▶ _Task requirements_
Below is a listing from which only part is wanted; return exactly the lines from the one with "Self::default()" up to and including the one with "self.gzip_body(&mut parts.headers, body)".

Listed entries START

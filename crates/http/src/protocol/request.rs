//! HTTP request types handed to a [`RequestHandler`](crate::handler::RequestHandler).
//!
//! A decoded request is a plain `http::Request` whose body has been fully
//! buffered, paired with an [`Environment`] describing both ends of the
//! connection it arrived on.

use std::net::{IpAddr, SocketAddr};

use bytes::Bytes;

/// A fully decoded request, body included.
pub type Request = http::Request<Bytes>;

/// Snapshot of the connection endpoints, taken when a request is dispatched.
#[derive(Debug, Clone, Copy, PartialEq, Eq)]
pub struct Environment {
    pub local_address: IpAddr,
    pub local_port: u16,
    pub client_address: IpAddr,
    pub client_port: u16,
}

impl Environment {
    pub fn new(local: SocketAddr, peer: SocketAddr) -> Self {
        Self { local_address: local.ip(), local_port: local.port(), client_address: peer.ip(), client_port: peer.port() }
    }

    /// The server side endpoint.
    pub fn local_addr(&self) -> SocketAddr {
        SocketAddr::new(self.local_address, self.local_port)
    }

    /// The client side endpoint.
    pub fn peer_addr(&self) -> SocketAddr {
        SocketAddr::new(self.client_address, self.client_port)
    }
}
use bytes::{BufMut, Bytes, BytesMut};
use http::HeaderValue;
use http::header::{CONTENT_ENCODING, CONTENT_LENGTH};
use tracing::warn;

use crate::codec::body::{GZIP_MIN_BODY, GzipEncoder};
use crate::codec::header::HeaderEncoder;
use crate::protocol::{GZIP, Response};

/// Serializes responses into HTTP/1.1 wire format.
///
/// A response marked `Content-Encoding: gzip` gets its body compressed here,
/// unless the body is too small to benefit, in which case the marker is
/// dropped instead. `Content-Length` always reflects the bytes actually sent.
#[derive(Debug, Clone, Copy, Default)]
pub struct ResponseEncoder {
    header_encoder: HeaderEncoder,
    gzip_encoder: GzipEncoder,
}

impl ResponseEncoder {
    pub fn new() -> Self {
        Self::default()
    }

    pub fn encode(&self, response: Response, dst: &mut BytesMut) {
        let (mut parts, body) = response.into_parts();

        let body = if parts.headers.get(CONTENT_ENCODING) == Some(&GZIP) {
            self.gzip_body(&mut parts.headers, body)
        } else {
            body
        };

        parts.headers.insert(CONTENT_LENGTH, HeaderValue::from(body.len()));

        self.header_encoder.encode(parts.status, &parts.headers, dst);
        dst.reserve(body.len());
        dst.put_slice(&body);
    }

    fn gzip_body(&self, headers: &mut http::HeaderMap, body: Bytes) -> Bytes {
        if body.len() < GZIP_MIN_BODY {
            headers.remove(CONTENT_ENCODING);
            return body;
        }

        match self.gzip_encoder.encode(&body) {
            Ok(encoded) => encoded,
            Err(e) => {
                warn!(cause = %e, "gzip encode response body error, sending it uncompressed");
                headers.remove(CONTENT_ENCODING);
                body
            }
        }
    }

    /// Serializes `response` into a fresh buffer
    pub fn encode_to_bytes(&self, response: Response) -> Bytes {
        let mut dst = BytesMut::new();
        self.encode(response, &mut dst);
        dst.freeze()
    }
}

#[cfg(test)]
mod tests {
    use super::*;
    use flate2::read::GzDecoder;
    use http::StatusCode;
    use std::io::Read;

    fn split_head(bytes: &[u8]) -> (String, &[u8]) {
        let pos = bytes.windows(4).position(|w| w == b"\r\n\r\n").unwrap() + 4;
        (String::from_utf8(bytes[..pos].to_vec()).unwrap(), &bytes[pos..])
    }

    #[test]
    fn plain_response() {
        let mut response = Response::new(Bytes::from_static(b"Hello World!"));
        response.headers_mut().insert("Content-Type", HeaderValue::from_static("text/plain"));

        let bytes = ResponseEncoder::new().encode_to_bytes(response);

        assert_eq!(&bytes[..], &b"HTTP/1.1 200 OK\r\ncontent-type: text/plain\r\ncontent-length: 12\r\n\r\nHello World!"[..]);
    }

    #[test]
    fn content_length_is_replaced() {
        let mut response = Response::new(Bytes::from_static(b"abc"));
        response.headers_mut().insert(CONTENT_LENGTH, HeaderValue::from_static("100"));
        *response.status_mut() = StatusCode::NOT_FOUND;

        let bytes = ResponseEncoder::new().encode_to_bytes(response);

        assert_eq!(&bytes[..], &b"HTTP/1.1 404 Not Found\r\ncontent-length: 3\r\n\r\nabc"[..]);
    }

    #[test]
    fn gzip_body_is_compressed() {
        let body = "{\"torrents\":[],\"rid\":1,\"full_update\":true}".repeat(8);
        let mut response = Response::new(Bytes::from(body.clone()));
        response.headers_mut().insert(CONTENT_ENCODING, GZIP);

        let bytes = ResponseEncoder::new().encode_to_bytes(response);
        let (head, payload) = split_head(&bytes);

        assert!(head.contains("content-encoding: gzip\r\n"));
        assert!(head.contains(&format!("content-length: {}\r\n", payload.len())));

        let mut decoded = String::new();
        GzDecoder::new(payload).read_to_string(&mut decoded).unwrap();
        assert_eq!(decoded, body);
    }

    #[test]
    fn tiny_gzip_body_is_sent_as_is() {
        let mut response = Response::new(Bytes::from_static(b"ok"));
        response.headers_mut().insert(CONTENT_ENCODING, GZIP);

        let bytes = ResponseEncoder::new().encode_to_bytes(response);

        assert_eq!(&bytes[..], &b"HTTP/1.1 200 OK\r\ncontent-length: 2\r\n\r\nok"[..]);
    }
}
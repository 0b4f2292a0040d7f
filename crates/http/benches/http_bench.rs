use bytes::Bytes;
use criterion::{Criterion, criterion_group, criterion_main};
use http::header;
use micro_http_engine::codec::{RequestDecoder, ResponseEncoder};
use micro_http_engine::connection::{HttpConnection, Transport};
use micro_http_engine::handler::make_handler;
use micro_http_engine::protocol::{Environment, Request, Response, accepts_gzip};
use std::hint::black_box;
use std::io;
use std::net::SocketAddr;

const SIMPLE_REQUEST: &[u8] = b"GET / HTTP/1.1\r\nHost: localhost\r\n\r\n";

const BROWSER_REQUEST: &[u8] = b"GET /api/v2/torrents/info?filter=downloading HTTP/1.1\r\n\
Host: 127.0.0.1:8080\r\n\
User-Agent: Mozilla/5.0 (X11; Linux x86_64; rv:131.0) Gecko/20100101 Firefox/131.0\r\n\
Accept: application/json, text/javascript, */*; q=0.01\r\n\
Accept-Language: en-US,en;q=0.5\r\n\
Accept-Encoding: gzip, deflate, br, zstd\r\n\
Referer: http://127.0.0.1:8080/\r\n\
Cookie: SID=9mGn1Cx5Cg6Kp0mWbTq3x1Hk8yU2fO4e\r\n\
Connection: keep-alive\r\n\r\n";

/// In-memory transport replaying the same input on every read cycle.
#[derive(Debug)]
struct ReplayTransport {
    input: &'static [u8],
    offset: usize,
    written: usize,
    connected: bool,
}

impl ReplayTransport {
    fn new(input: &'static [u8]) -> Self {
        Self { input, offset: 0, written: 0, connected: true }
    }

    fn rewind(&mut self) {
        self.offset = 0;
    }
}

impl Transport for ReplayTransport {
    fn bytes_available(&self) -> usize {
        self.input.len() - self.offset
    }

    fn read(&mut self, buf: &mut [u8]) -> io::Result<usize> {
        let amount = buf.len().min(self.input.len() - self.offset);
        buf[..amount].copy_from_slice(&self.input[self.offset..self.offset + amount]);
        self.offset += amount;
        Ok(amount)
    }

    fn write(&mut self, data: &[u8]) -> io::Result<()> {
        self.written += data.len();
        Ok(())
    }

    fn bytes_to_write(&self) -> usize {
        0
    }

    fn local_addr(&self) -> SocketAddr {
        SocketAddr::from(([127, 0, 0, 1], 8080))
    }

    fn peer_addr(&self) -> SocketAddr {
        SocketAddr::from(([127, 0, 0, 1], 50000))
    }

    fn is_connected(&self) -> bool {
        self.connected
    }

    fn is_eof(&self) -> bool {
        false
    }

    fn close(&mut self) {
        self.connected = false;
    }
}

fn bench_request_decoder(c: &mut Criterion) {
    let decoder = RequestDecoder::new();

    c.bench_function("decode_simple_request", |b| {
        b.iter(|| black_box(decoder.decode(black_box(SIMPLE_REQUEST))));
    });

    c.bench_function("decode_browser_request", |b| {
        b.iter(|| black_box(decoder.decode(black_box(BROWSER_REQUEST))));
    });

    let partial = &BROWSER_REQUEST[..BROWSER_REQUEST.len() - 10];
    c.bench_function("decode_partial_request", |b| {
        b.iter(|| black_box(decoder.decode(black_box(partial))));
    });
}

fn bench_response_encoder(c: &mut Criterion) {
    let encoder = ResponseEncoder::new();
    let plain = Response::new(Bytes::from_static(b"Hello World!"));

    c.bench_function("encode_simple_response", |b| {
        b.iter(|| black_box(encoder.encode_to_bytes(plain.clone())));
    });

    let mut gzip = Response::new(Bytes::from("{\"hash\":\"8c4adbf9ebe66f1d804fb6a4fb9b74966c3ab609\"}".repeat(64)));
    gzip.headers_mut().insert(header::CONTENT_ENCODING, header::HeaderValue::from_static("gzip"));
    c.bench_function("encode_gzip_response", |b| {
        b.iter(|| black_box(encoder.encode_to_bytes(gzip.clone())));
    });
}

fn bench_accept_encoding(c: &mut Criterion) {
    c.bench_function("accepts_gzip_browser", |b| {
        b.iter(|| black_box(accepts_gzip(black_box("gzip, deflate, br, zstd"))));
    });

    c.bench_function("accepts_gzip_weighted", |b| {
        b.iter(|| black_box(accepts_gzip(black_box("br;q=1.0, deflate;q=0.5, *;q=0.1"))));
    });
}

fn bench_http_connection(c: &mut Criterion) {
    let handler = make_handler(|_request: &Request, _env: &Environment| Response::new(Bytes::from_static(b"Hello World!")));

    let mut connection = HttpConnection::new(ReplayTransport::new(BROWSER_REQUEST), &handler);
    c.bench_function("process_browser_request", |b| {
        b.iter(|| {
            connection.transport_mut().rewind();
            connection.on_data_available();
            black_box(connection.transport().written)
        });
    });
}

criterion_group!(benches, bench_request_decoder, bench_response_encoder, bench_accept_encoding, bench_http_connection);
criterion_main!(benches);
use bytes::Bytes;
use http::{StatusCode, header};
use micro_http_engine::handler::make_handler;
use micro_http_engine::protocol::{Environment, Request, Response};
use micro_http_engine::server::{HttpServer, ServerConfig};
use std::time::Duration;
use tracing::{Level, error, info};
use tracing_subscriber::FmtSubscriber;

#[tokio::main]
async fn main() {
    let subscriber = FmtSubscriber::builder().with_max_level(Level::INFO).finish();
    tracing::subscriber::set_global_default(subscriber).expect("setting default subscriber failed");

    let handler = make_handler(|request: &Request, env: &Environment| {
        info!(method = %request.method(), path = request.uri().path(), client = %env.peer_addr(), "handling request");

        match request.uri().path() {
            "/" => {
                let mut response = Response::new(Bytes::from_static(b"Hello World!\r\n"));
                response.headers_mut().insert(header::CONTENT_TYPE, header::HeaderValue::from_static("text/plain"));
                response
            }
            "/echo" => Response::new(request.body().clone()),
            _ => {
                let mut response = Response::new(Bytes::from_static(b"not found\r\n"));
                *response.status_mut() = StatusCode::NOT_FOUND;
                response
            }
        }
    });

    let config = ServerConfig::builder()
        .address(([127, 0, 0, 1], 8080))
        .keep_alive_timeout(Duration::from_secs(7))
        .max_connections(500)
        .build();

    let server = match HttpServer::builder().config(config).handler(handler).build() {
        Ok(server) => server,
        Err(e) => {
            error!(cause = %e, "build server error");
            return;
        }
    };

    if let Err(e) = server.start().await {
        error!(cause = %e, "server error");
    }
}
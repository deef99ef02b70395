use super::ArticleQueryService;
use crate::{
    application::{
        dto::{AdminPrincipal, ArticleDto, Page},
        error::{ApplicationError, ApplicationResult},
    },
    domain::{article::ArticleListFilter, optional_text, pagination::PageRequest},
};

#[derive(Debug, Clone, Default)]
pub struct ListArticlesQuery {
    pub page: Option<u32>,
    pub page_size: Option<u32>,
    /// Include unpublished articles. Admin only.
    pub include_drafts: bool,
    pub category: Option<String>,
    /// Case-insensitive substring of the title.
    pub search: Option<String>,
}

impl ArticleQueryService {
    pub async fn list_articles(
        &self,
        actor: Option<&AdminPrincipal>,
        query: ListArticlesQuery,
    ) -> ApplicationResult<Page<ArticleDto>> {
        if query.include_drafts && actor.is_none() {
            return Err(ApplicationError::forbidden(
                "authentication required for draft access",
            ));
        }

        let request = PageRequest::new(query.page, query.page_size);
        let filter = ArticleListFilter {
            published_only: !query.include_drafts,
            category: optional_text(query.category),
            search: optional_text(query.search),
        };

        let (records, total) = self.read_repo.list_page(&filter, request).await?;
        let items = records.into_iter().map(Into::into).collect();
        Ok(Page::new(items, request, total))
    }
}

Listed entries END

▶ _Solution to this problem_
        Self::default()
    }

    pub fn encode(&self, response: Response, dst: &mut BytesMut) {
        let (mut parts, body) = response.into_parts();

        let body = if parts.headers.get(CONTENT_ENCODING) == Some(&GZIP) {
            self.gzip_body(&mut parts.headers, body)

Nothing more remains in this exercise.